Copy every line below where the string "RemoteError" is found.
___ Dataset extract
//! Remote error types

use thiserror::Error;

/// Errors raised by release hosting and mail adapters
#[derive(Debug, Error)]
pub enum RemoteError {
    /// Authentication failed or no credentials were found
    #[error("Authentication failed: {0}")]
    AuthenticationFailed(String),

    /// API error from the remote service
    #[error("API error: {status} - {message}")]
    ApiError { status: u16, message: String },

    /// Requested release does not exist
    #[error("Release not found: {0}")]
    ReleaseNotFound(String),

    /// Requested asset does not exist
    #[error("Asset not found: {0}")]
    AssetNotFound(String),

    /// Configuration error
    #[error("Configuration error: {0}")]
    ConfigurationError(String),

    /// Timeout
    #[error("Operation timed out: {0}")]
    Timeout(String),

    /// IO error
    #[error("IO error: {0}")]
    Io(#[from] std::io::Error),

    /// HTTP error
    #[error("HTTP error: {0}")]
    Http(#[from] reqwest::Error),

    /// JSON error
    #[error("JSON error: {0}")]
    Json(#[from] serde_json::Error),
}

/// Result type for remote operations
pub type Result<T> = std::result::Result<T, RemoteError>;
______
Reply to the task:
pub enum RemoteError {
pub type Result<T> = std::result::Result<T, RemoteError>;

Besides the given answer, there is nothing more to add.